De Catherine Corsini, je ne connaissais que deux films : ‘La belle saison’ qui raconte la romance lesbienne entre une agricultrice et une féministe sur fond de MLF et ‘Un amour impossible’ d’après Christine Angot. J’avais apprécié le premier mais détesté le second. Quand j’ai appris que Catherine Corsini faisait un film sur les gilets jaunes et quand j’ai lu l’accueil critique dithyrambique, j’avoue que je craignais d’aller voir ce film. Eh bien, j’ai eu tort. Le film est une vraie réussite de bout en bout.
Le film raconte une soirée aux urgences de Paris au cours de laquelle se croisent un couple de lesbiennes (Marina Foïs et Valeria Bruni-Tedeschi) dont l’une s’est disloquée le coude en tombant, des gilets jaunes dont Yann (Pio MarmaÏ) et des infirmières (jouées par de vraies infirmières dont Aissatou Diallo Sagna, remarquable). Ici, les fractures sont nombreuses. Celle du coude de Raf, celle entre les deux lesbiennes au bord de la rupture, celle de la société française, celle des gilets jaunes et du personnel médical avec l’Etat.
On pourrait craindre une surcharge de sujets, de dénonciations mais Corsini orchestre son film avec brio.
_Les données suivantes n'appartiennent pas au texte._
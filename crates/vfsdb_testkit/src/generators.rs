//! Property-based test generators using proptest.
//!
//! Provides strategies for connection strings, row keys and row payloads.

use proptest::prelude::*;
use serde_json::{json, Value};

/// Strategy for database filenames accepted by every virtual filesystem.
pub fn filename_strategy() -> impl Strategy<Value = String> {
    prop::string::string_regex("[a-z][a-z0-9_-]{0,15}\\.(db|sqlite)").expect("Invalid regex")
}

/// Strategy for `key=value` pairs whose key never names a file.
pub fn unrelated_pair_strategy() -> impl Strategy<Value = String> {
    (
        prop::sample::select(vec!["Cache", "Mode", "Pooling", "Password", "Version"]),
        prop::string::string_regex("[A-Za-z0-9]{0,8}").expect("Invalid regex"),
    )
        .prop_map(|(key, value)| format!("{key}={value}"))
}

/// Strategy for connection strings naming a file.
///
/// Yields the connection string and the filename it names. The filename key
/// is spelled in any case and surrounded by unrelated pairs.
pub fn connection_string_strategy() -> impl Strategy<Value = (String, String)> {
    (
        prop::sample::select(vec!["Data Source", "data source", "DataSource", "Filename"]),
        filename_strategy(),
        prop::collection::vec(unrelated_pair_strategy(), 0..3),
        prop::collection::vec(unrelated_pair_strategy(), 0..3),
    )
        .prop_map(|(key, filename, before, after)| {
            let mut pairs = before;
            pairs.push(format!("{key}={filename}"));
            pairs.extend(after);
            (pairs.join(";"), filename)
        })
}

/// Strategy for row keys.
pub fn row_key_strategy() -> impl Strategy<Value = String> {
    prop::string::string_regex("[a-z0-9]{1,12}").expect("Invalid regex")
}

/// Strategy for row payloads: small JSON objects.
pub fn row_strategy() -> impl Strategy<Value = Value> {
    (
        prop::string::string_regex("[A-Za-z ]{0,24}").expect("Invalid regex"),
        any::<i32>(),
        any::<bool>(),
        prop::option::of(prop::collection::vec(any::<u16>(), 0..4)),
    )
        .prop_map(|(name, count, active, tags)| {
            json!({
                "name": name,
                "count": count,
                "active": active,
                "tags": tags,
            })
        })
}

/// Strategy for a batch of rows with distinct keys.
pub fn rows_strategy(max: usize) -> impl Strategy<Value = Vec<(String, Value)>> {
    prop::collection::btree_map(row_key_strategy(), row_strategy(), 1..=max)
        .prop_map(|rows| rows.into_iter().collect())
}
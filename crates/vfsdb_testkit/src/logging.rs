//! Log output for tests.

use std::sync::Once;
use tracing_subscriber::EnvFilter;

static INIT: Once = Once::new();

/// Installs a `fmt` subscriber that writes through the test harness.
///
/// The filter comes from `RUST_LOG` and defaults to `warn`. Safe to call from
/// every test; only the first call in a process installs anything, and an
/// already installed global subscriber is left alone.
pub fn init_tracing() {
    INIT.call_once(|| {
        let filter = EnvFilter::try_from_default_env().unwrap_or_else(|_| EnvFilter::new("warn"));
        let _ = tracing_subscriber::fmt()
            .with_env_filter(filter)
            .with_test_writer()
            .try_init();
    });
}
En effet, elle dose chaque élément au gramme près, ne tombe ni dans la démagogie ni dans l’excès de dénonciation qui auraient pu faire tomber le film dans la caricature. Au contraire, elle est à la bonne distance des choses. Le film est étonnamment drôle pour un sujet si grave. Le mérite revient aux deux actrices, dont on connait le tempérament comique et à la réalisatrice qui sait instiller du rythme à son film.
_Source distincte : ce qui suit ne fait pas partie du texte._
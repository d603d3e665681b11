//! The persistence factory: the public entry point of vfsdb.

use crate::backup::{backup_name, BackupCoordinator};
use crate::barrier::StartupBarrier;
use crate::config::FactoryConfig;
use crate::context::{ContextProvider, DbContext, SaveHooks};
use crate::error::CoreResult;
use crate::filename;
use crate::hooks::PersistenceHooks;
use crate::restore::Restore;
use crate::state::PersistenceState;
use crate::status::LastStatus;
use std::sync::atomic::{AtomicBool, Ordering};
use std::sync::Arc;
use vfsdb_cache::{ExternalCache, SyncStatus};
use vfsdb_storage::Swap;

/// Hands out contexts whose database survives process restarts.
///
/// Building a factory resolves the database filename and launches the
/// startup restore. Every context it creates:
///
/// - is created only after the restore has finished
/// - has had its schema created (first context only)
/// - pushes a backup to the external cache after each committing save
///
/// # Example
///
/// ```rust
/// use std::sync::Arc;
/// use vfsdb_cache::BlobCache;
/// use vfsdb_core::table::{Schema, TableEngine};
/// use vfsdb_core::PersistentContextFactory;
/// use vfsdb_storage::{CopySwap, InMemoryFs};
///
/// struct Notes;
/// impl Schema for Notes {
///     const NAME: &'static str = "notes";
///     const TABLES: &'static [&'static str] = &["notes"];
/// }
///
/// let local = Arc::new(InMemoryFs::new());
/// let engine = TableEngine::<Notes>::new(local.clone(), "Data Source=notes.db");
/// let factory = PersistentContextFactory::new(
///     engine,
///     Arc::new(BlobCache::in_memory(local.clone())),
///     Arc::new(CopySwap::new(local)),
/// );
///
/// let ctx = factory.create_context().unwrap();
/// ctx.insert("notes", "1", serde_json::json!({ "text": "hello" })).unwrap();
/// assert_eq!(ctx.save_changes().unwrap(), 1);
/// assert!(factory.last_status().is_success());
/// ```
pub struct PersistentContextFactory<P: ContextProvider> {
    provider: P,
    config: FactoryConfig,
    state: Arc<PersistenceState>,
    hooks: Arc<PersistenceHooks>,
    initialized: AtomicBool,
}

impl<P: ContextProvider> PersistentContextFactory<P> {
    /// Creates a factory with the default configuration.
    pub fn new(provider: P, cache: Arc<dyn ExternalCache>, swap: Arc<dyn Swap>) -> Self {
        Self::with_config(provider, cache, swap, FactoryConfig::default())
    }

    /// Creates a factory with a custom configuration.
    ///
    /// Inside a Tokio runtime the restore starts right away; otherwise it runs
    /// on the first call that needs the database.
    pub fn with_config(
        provider: P,
        cache: Arc<dyn ExternalCache>,
        swap: Arc<dyn Swap>,
        config: FactoryConfig,
    ) -> Self {
        let filename = filename::resolve(&provider, &config.default_filename);
        let last_status = Arc::new(LastStatus::new());

        let restore = Restore {
            filename: filename.clone(),
            cache: cache.clone(),
            swap: swap.clone(),
            last_status: last_status.clone(),
            timeout: config.cache_timeout,
        };
        let barrier = StartupBarrier::launch(restore.run());

        let state = Arc::new(PersistenceState {
            filename,
            cache,
            swap,
            barrier,
            last_status,
            cache_timeout: config.cache_timeout,
        });
        let hooks = Arc::new(PersistenceHooks::new(BackupCoordinator::new(state.clone())));

        tracing::debug!(filename = %state.filename, "persistence factory created");
        Self {
            provider,
            config,
            state,
            hooks,
            initialized: AtomicBool::new(false),
        }
    }

    /// Creates a context, blocking until the startup restore has finished.
    ///
    /// Must not be called from a thread that drives an async runtime; use
    /// [`PersistentContextFactory::create_context_async`] there.
    ///
    /// # Errors
    ///
    /// Returns the engine's error if the context or the schema cannot be
    /// created.
    pub fn create_context(&self) -> CoreResult<P::Context> {
        self.state.await_startup_blocking();
        let ctx = self.provider.create_context()?;
        if self.needs_schema() {
            ctx.ensure_created()?;
            self.initialized.store(true, Ordering::Release);
        }
        Ok(self.attach(ctx))
    }

    /// Creates a context once the startup restore has finished.
    ///
    /// # Errors
    ///
    /// Returns the engine's error if the context or the schema cannot be
    /// created.
    pub async fn create_context_async(&self) -> CoreResult<P::Context> {
        self.state.await_startup().await;
        let ctx = self.provider.create_context_async().await?;
        if self.needs_schema() {
            ctx.ensure_created_async().await?;
            self.initialized.store(true, Ordering::Release);
        }
        Ok(self.attach(ctx))
    }

    fn needs_schema(&self) -> bool {
        self.config.ensure_created && !self.initialized.load(Ordering::Acquire)
    }

    fn attach(&self, ctx: P::Context) -> P::Context {
        let hooks: Arc<dyn SaveHooks> = self.hooks.clone();
        ctx.attach_hooks(hooks);
        ctx
    }

    /// Waits for the startup restore and returns the current status.
    pub async fn wait_ready(&self) -> SyncStatus {
        self.state.await_startup().await;
        self.state.last_status()
    }

    /// Returns the resolved database filename.
    pub fn filename(&self) -> &str {
        &self.state.filename
    }

    /// Returns the name the startup restore pulls from the cache.
    pub fn backup_name(&self) -> String {
        backup_name(&self.state.filename)
    }

    /// Returns the status of the most recent restore or backup.
    pub fn last_status(&self) -> SyncStatus {
        self.state.last_status()
    }

    /// Returns true once schema creation has run.
    pub fn is_initialized(&self) -> bool {
        self.initialized.load(Ordering::Acquire)
    }

    /// Returns true once the startup restore has been awaited.
    pub fn is_ready(&self) -> bool {
        self.state.barrier.is_drained()
    }

    /// Returns the wrapped engine.
    pub fn provider(&self) -> &P {
        &self.provider
    }

    /// Returns the configuration.
    pub fn config(&self) -> &FactoryConfig {
        &self.config
    }
}

impl<P: ContextProvider> std::fmt::Debug for PersistentContextFactory<P> {
    fn fmt(&self, f: &mut std::fmt::Formatter<'_>) -> std::fmt::Result {
        f.debug_struct("PersistentContextFactory")
            .field("state", &self.state)
            .field("initialized", &self.is_initialized())
            .finish_non_exhaustive()
    }
}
La metteuse en scène pourrait se voir reprocher d’être idéaliste, quand elle montre la relation qui se noue entre la lesbienne bobo et le gilet jaune. C’est son droit ! En réalité, la différence qui les oppose et qui les fait s’engueuler est principalement liée aux préjugés de classes (elle pense qu’il a voté Le Pen car il est prolo, il pense qu’elle a voté Macron car elle est bourgeoise) mais ils se rapprocheront car ils sont dans la même situation (Si Yann est opéré, il ne pourra pas rentrer avec son camion pour faire ses livraisons et se fera donc virer. Raf s’est cassée le coude et ne pourra peut-être plus exercer son métier puisqu’elle est dessinatrice).
La mise en scène est fluide est efficace. La caméra passe de salle en salle pour montrer ce qu’il si passe. Catherine Corsini a su filmer l’hôpital comme l’avait très bien fait Thomas Lilti avec ‘Hippocrate’. Elle montre le personnel débordé, en manque de moyens. On voit très bien le quotidien difficile de ces soignants et on comprend leur colère. L’unité de temps, de lieu et d’action est parfaitement respectée. Rendons également gloire aux comédiens. Marina Foïs est épatante. Valeria Bruni-Tedeschi sait parfaitement jouer les bourgeoises névrosées. Quant à Pio Marmaï qui a tendance à surjouer l’excité, il trouve ici le juste ton. Les personnels médicaux qui jouent leur propre rôle sont également très bien et ont de belles partitions à défendre. ‘La Fracture’ est donc un très bon film. Son sujet ne doit pas faire peur au spectateur.